Cuarto, la autoridad
La cuarta y última medida errónea de probabilidad que voy a señalar, y que mantiene en la ignorancia o en el error a más personas que todas las otras juntas, es aquella que ya mencioné en el capítulo anterior; me refiero a aquella que consiste en ceder nuestro asentimiento ante opiniones comúnmente recibidas, bien de nuestros amigos o camaradas, bien en nuestro vecindario o en nuestro país. ¿Cuántos hombres no hay que no tienen más fundamento para sus opiniones que una supuesta honestidad, sabiduría o el conjunto de quienes son de su misma profesión? Como si los hombres honestos o muy cultos no pudieran incurrir en el error; o como si la verdad se pudiera establecer mediante el voto de la multitud; y, sin embargo, éste es el criterio que siguen una gran mayoría de los hombres.
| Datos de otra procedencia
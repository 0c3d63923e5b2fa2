//! In-memory session manager for app tests.

use std::cell::RefCell;
use std::collections::HashMap;

use crate::tmux::{Error, Result, Session, SessionManager};

#[derive(Default)]
pub struct StubManager {
    sessions: RefCell<Vec<String>>,
    created: RefCell<Vec<String>>,
    killed: RefCell<Vec<String>>,
    output: HashMap<String, String>,
}

impl StubManager {
    pub fn with_sessions(names: &[&str]) -> Self {
        let stub = Self::default();
        stub.sessions.replace(names.iter().map(|n| n.to_string()).collect());
        stub
    }

    pub fn with_output(mut self, name: &str, output: &str) -> Self {
        self.output.insert(name.to_string(), output.to_string());
        self
    }

    pub fn created(&self) -> Vec<String> {
        self.created.borrow().clone()
    }

    pub fn killed(&self) -> Vec<String> {
        self.killed.borrow().clone()
    }

    pub fn names(&self) -> Vec<String> {
        self.sessions.borrow().clone()
    }
}

impl SessionManager for StubManager {
    fn create_session(&self, command: &str) -> Result<Session> {
        self.created.borrow_mut().push(command.to_string());
        let name = format!("hiho-123-{}", self.sessions.borrow().len());
        self.sessions.borrow_mut().push(name.clone());
        Ok(Session::new(name))
    }

    fn capture_output(&self, name: &str) -> Result<String> {
        if !self.sessions.borrow().iter().any(|s| s == name) {
            return Err(Error::SessionNotFound);
        }
        Ok(self.output.get(name).cloned().unwrap_or_default())
    }

    fn list_all(&self) -> Result<Vec<Session>> {
        Ok(self.sessions.borrow().iter().map(|n| Session::new(n.as_str())).collect())
    }

    fn kill(&self, name: &str) -> Result<()> {
        self.killed.borrow_mut().push(name.to_string());
        self.sessions.borrow_mut().retain(|s| s != name);
        Ok(())
    }
}
//! The event loop
//!
//! A [`Program`] owns an application [`Model`] and drives it:
//!
//! ```text
//! resize watcher    ─┐
//! interrupt watcher ─┼─► bounded channel ─► consumer: update → view → draw
//! input reader      ─┘
//! ```
//!
//! The consumer (the thread that called [`Program::run`]) is the only code
//! that ever touches the model. It blocks only on channel receive.

use std::fs::File;
use std::io::{self, Read, Write};
use std::os::fd::AsFd;
use std::sync::mpsc::{self, Receiver, SyncSender};
use std::thread::JoinHandle;

use tracing::{debug, info, warn};

use super::event::Event;
use super::producer::{self, Message, ShutdownTrigger};
use super::terminal::{Backend, SizeFn, StdioBackend, TerminalSession, CLEAR_HOME};
use crate::error::{Error, Result};

/// Capacity of the producer → consumer channel.
const CHANNEL_CAPACITY: usize = 64;

/// Upper bound on events a chain of commands may feed back into `update`
/// before the loop goes back to waiting for input.
const MAX_FEEDBACK: usize = 64;

/// Size assumed when the terminal can't be queried.
const FALLBACK_SIZE: (u16, u16) = (80, 24);

/// Result of running a [`Cmd`].
#[derive(Debug, Clone, PartialEq, Eq)]
pub enum Msg {
    /// Stop the program.
    Quit,
    /// Deliver this event to `update` right away.
    Event(Event),
}

/// A deferred action, executed by the event loop after `init`/`update`.
pub struct Cmd(Box<dyn FnOnce() -> Option<Msg> + Send>);

impl Cmd {
    pub fn new<F>(f: F) -> Self
    where
        F: FnOnce() -> Option<Msg> + Send + 'static,
    {
        Cmd(Box::new(f))
    }

    /// Command yielding the quit sentinel.
    pub fn quit() -> Self {
        Cmd::new(|| Some(Msg::Quit))
    }

    /// Command delivering `event` back to the model.
    pub fn event(event: Event) -> Self {
        Cmd::new(move || Some(Msg::Event(event)))
    }

    /// Run every command in order; the result is the last non-empty message.
    pub fn batch<I>(cmds: I) -> Option<Cmd>
    where
        I: IntoIterator<Item = Option<Cmd>>,
    {
        let cmds: Vec<Cmd> = cmds.into_iter().flatten().collect();
        if cmds.is_empty() {
            return None;
        }
        Some(Cmd::new(move || cmds.into_iter().fold(None, |last, cmd| cmd.run().or(last))))
    }

    pub fn run(self) -> Option<Msg> {
        (self.0)()
    }
}

impl std::fmt::Debug for Cmd {
    fn fmt(&self, f: &mut std::fmt::Formatter<'_>) -> std::fmt::Result {
        f.write_str("Cmd(..)")
    }
}

/// An application driven by a [`Program`].
pub trait Model: Sized {
    /// Called once before the first event.
    fn init(&self) -> Option<Cmd> {
        None
    }

    /// Handle one event, returning the next state.
    fn update(self, event: Event) -> (Self, Option<Cmd>);

    /// Render the current state.
    fn view(&self) -> String;
}

/// Program options
#[derive(Debug, Clone, Copy, Default, PartialEq, Eq)]
pub struct Options {
    /// Use the alternate screen buffer for the session.
    pub alt_screen: bool,
    /// Report mouse clicks and motion.
    pub mouse_cell_motion: bool,
}

/// Runs a [`Model`] against the terminal.
pub struct Program<M> {
    model: M,
    options: Options,
}

impl<M: Model> Program<M> {
    pub fn new(model: M) -> Self {
        Self {
            model,
            options: Options::default(),
        }
    }

    pub fn with_options(mut self, options: Options) -> Self {
        self.options = options;
        self
    }

    pub fn with_alt_screen(mut self) -> Self {
        self.options.alt_screen = true;
        self
    }

    pub fn with_mouse_cell_motion(mut self) -> Self {
        self.options.mouse_cell_motion = true;
        self
    }

    /// Run on the process's terminal until the model quits.
    ///
    /// Returns the final model together with the reason the run ended.
    pub fn run(self) -> (M, Result<()>) {
        match io::stdin().as_fd().try_clone_to_owned() {
            Ok(input) => self.run_with(StdioBackend::new(), File::from(input)),
            Err(e) => (self.model, Err(Error::TerminalMode(e))),
        }
    }

    /// Run against an explicit backend and input stream.
    ///
    /// The model is handed back whatever happened. On any error the terminal
    /// has been restored before this returns.
    pub fn run_with<B, R>(self, backend: B, input: R) -> (M, Result<()>)
    where
        B: Backend,
        R: Read + AsFd + Send + 'static,
    {
        let Program { model, options } = self;

        let mut session = match TerminalSession::acquire(backend) {
            Ok(session) => session,
            Err(e) => return (model, Err(e)),
        };
        if let Err(e) = enable_modes(&mut session, options) {
            return (model, Err(Error::Output(e)));
        }

        let size = session.size_fn();
        let (width, height) = size().unwrap_or_else(|e| {
            warn!("Failed to query terminal size: {}", e);
            FALLBACK_SIZE
        });
        info!("Program starting at {}x{}", width, height);

        let (tx, rx) = mpsc::sync_channel(CHANNEL_CAPACITY);
        // The initial size is always the first event the model sees
        let _ = tx.send(Message::Event(Event::resize(width, height)));

        let (trigger, producers) = match start_producers(size, tx, input) {
            Ok(started) => started,
            Err(e) => return (model, Err(Error::Input(e))),
        };

        let (model, result) = event_loop(model, session.writer(), &rx);

        trigger.fire();
        drop(rx);
        for handle in producers {
            if handle.join().is_err() {
                warn!("Producer thread panicked");
            }
        }
        if let Err(e) = session.release() {
            warn!("Failed to restore terminal: {}", e);
        }

        match &result {
            Ok(()) => info!("Program finished"),
            Err(e) => info!("Program stopped: {}", e),
        }
        (model, result)
    }
}

fn enable_modes<B: Backend>(session: &mut TerminalSession<B>, options: Options) -> io::Result<()> {
    session.hide_cursor()?;
    if options.alt_screen {
        session.enter_alt_screen()?;
    }
    if options.mouse_cell_motion {
        session.enable_mouse_reporting()?;
    }
    Ok(())
}

/// Spawn the signal watchers and the input reader. On failure the trigger
/// is dropped, which stops whatever was started.
fn start_producers<R>(
    size: SizeFn,
    tx: SyncSender<Message>,
    input: R,
) -> io::Result<(ShutdownTrigger, Vec<JoinHandle<()>>)>
where
    R: Read + AsFd + Send + 'static,
{
    let (trigger, signal) = producer::shutdown_channel()?;
    let mut producers = Vec::with_capacity(3);
    producers.extend(producer::spawn_resize_watcher(size, tx.clone(), signal.clone()));
    producers.extend(producer::spawn_interrupt_watcher(tx.clone(), signal.clone()));
    producers.push(producer::spawn_input_reader(input, tx, signal)?);
    Ok((trigger, producers))
}

enum Step<M> {
    Continue(M),
    Quit(M),
}

/// Execute `cmd` and any events it feeds back into the model.
fn apply<M: Model>(mut model: M, mut cmd: Option<Cmd>) -> Step<M> {
    let mut budget = MAX_FEEDBACK;
    while let Some(next) = cmd.take() {
        match next.run() {
            Some(Msg::Quit) => return Step::Quit(model),
            Some(Msg::Event(event)) => {
                if budget == 0 {
                    warn!("Dropping fed-back event {:?}: feedback limit reached", event);
                    break;
                }
                budget -= 1;
                let (updated, follow_up) = model.update(event);
                model = updated;
                cmd = follow_up;
            }
            None => {}
        }
    }
    Step::Continue(model)
}

/// Write one frame: clear + home, then the view with raw-mode line endings.
fn draw<W: Write + ?Sized>(out: &mut W, view: &str) -> io::Result<()> {
    let mut frame = String::with_capacity(CLEAR_HOME.len() + view.len() + 32);
    frame.push_str(CLEAR_HOME);
    for (i, line) in view.split('\n').enumerate() {
        if i > 0 {
            frame.push_str("\r\n");
        }
        frame.push_str(line);
    }
    out.write_all(frame.as_bytes())?;
    out.flush()
}

fn event_loop<M, W>(model: M, out: &mut W, rx: &Receiver<Message>) -> (M, Result<()>)
where
    M: Model,
    W: Write + ?Sized,
{
    let init = model.init();
    let mut model = match apply(model, init) {
        Step::Continue(model) => model,
        Step::Quit(model) => return (model, Ok(())),
    };

    loop {
        if let Err(e) = draw(out, &model.view()) {
            return (model, Err(Error::Output(e)));
        }

        let event = match rx.recv() {
            Ok(Message::Event(event)) => event,
            Ok(Message::InputFailed(e)) => return (model, Err(Error::Input(e))),
            Ok(Message::Interrupted(signal)) => return (model, Err(Error::Interrupted(signal))),
            Err(_) => {
                let stopped = io::Error::new(io::ErrorKind::BrokenPipe, "all event producers stopped");
                return (model, Err(Error::Input(stopped)));
            }
        };
        debug!("Event: {:?}", event);

        let (updated, cmd) = model.update(event);
        model = match apply(updated, cmd) {
            Step::Continue(model) => model,
            Step::Quit(model) => return (model, Ok(())),
        };
    }
}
Pues este criterio goza del apoyo de la venerable antigüedad, y me llega como pasaporte de las edades, por lo que puedo tener la seguridad ante la aceptación que les otorgo; todo lo que se me argumentará es que otros hombres han abrazado y abrazan la misma doctrina, con lo que nada debiera ser más razonable que yo la abrace también. Y más justificado estaría que un hombre estableciera sus opiniones echando una moneda al aire que siguiendo aquella norma. Todos los hombres están expuestos al error, y la mayor parte de ellos están muy expuestos a llegar al bien por sus pasiones, bien por sus intereses. Si pudiéramos descubrir los motivos ocultos que influyeron en los nombres famosos y cultos del mundo, y en los jefes de los partidos, encontraríamos que no siempre fue el deseo de abrazar la verdad, por amor a la misma, lo que les llevó a defender unas doctrinas, las cuales hicieron suyas y que siempre mantuvieron. Una cosa, al menos, es cierta, y es que no hay ninguna opinión tan absurda que no pueda un hombre admitir como un fundamento tal. Ni puede nombrarse ningún error que no haya tenido sus transmisores, pues nunca le faltarán a un hombre caminos erróneos para seguir, cuando él piensa que está en el sendero adecuado que otros le han marcado.
18.
No son tantos los errores en los que incurren los hombres como generalmente se piensa
Pero a pesar del mucho ruido que se hace en el inundo sobre los errores y opiniones de la humanidad, quiero hacerle justicia al declarar que no son tantos los hombres que caen en el error y en las opiniones equivocadas como generalmente se piensa. Y no porque yo crea que todos abrazan la verdad, sino porque en estas doctrinas en las que tanto alborotan, realmente no tienen ningún pensamiento ni ninguna opinión. Porque si alguien se tomara la molestia de catequizar un poco a la mayor parte de las sectas que existen en el mundo, no hallaría en ellas ninguna opinión propia sobre unas materias que con tanto celo defienden, y mucho menos tendría motivos para suponer que las habían aceptado tras el examen de los argumentos y la valoración de las probabilidades. Se han acostumbrado a seguir al partido al que se encuentran adscritos por su educación o por sus intereses, y en él, como un soldado cualquiera de un ejército, demuestran su valor y su determinación según los mandatos de sus caudillos, sin examinar, e incluso sin conocer la razón por la que ellos combaten. Si a través de las formas de vida de un hombre se llega a conocer que la religión no constituye para él una preocupación seria, ¿por qué razón hemos de pensar que ese hombre se calienta la cabeza con las opiniones de su iglesia, y que se preocupa de examinar los fundamentos de esta o aquella doctrina? Para él resulta suficiente con obedecer a sus caudillos y con apoyar con su mano y con su voz la causa común, de manera que esto le sirva para proporcionarse crédito, prebendas o protecciones de esa sociedad. Así es como los hombres llegan a ser partidarios y defensores de aquellas opiniones de las que nunca estuvieron convencidos o sobre las que nunca reflexionaron, y acerca de las cuales ni siquiera tuvieron en su cabeza las ideas más vagas; y aunque no pueda decir que hay menos opiniones improbables o erróneas en el mundo que las que realmente existen, sin embargo, esto es cierto: que existen menos personas que este momento les conceden su asentimiento y las toman equivocadamente por verdades de lo que se imagina.